▶ What needs to be done
In the data below, retype exactly the line that contains "none of it." and every line after it, through the last.

★ ★ ★ ★ ★

fn main() {
    // Emit ESP-IDF link arguments only when the espidf feature set is active;
    // host builds (unit/integration tests) need none of it.
    if std::env::var_os("CARGO_FEATURE_ESPIDF").is_some() {
        embuild::espidf::sysenv::output();
    }
}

★ ★ ★ ★ ★

▶ Reply to the task
    // host builds (unit/integration tests) need none of it.
    if std::env::var_os("CARGO_FEATURE_ESPIDF").is_some() {
        embuild::espidf::sysenv::output();
    }
}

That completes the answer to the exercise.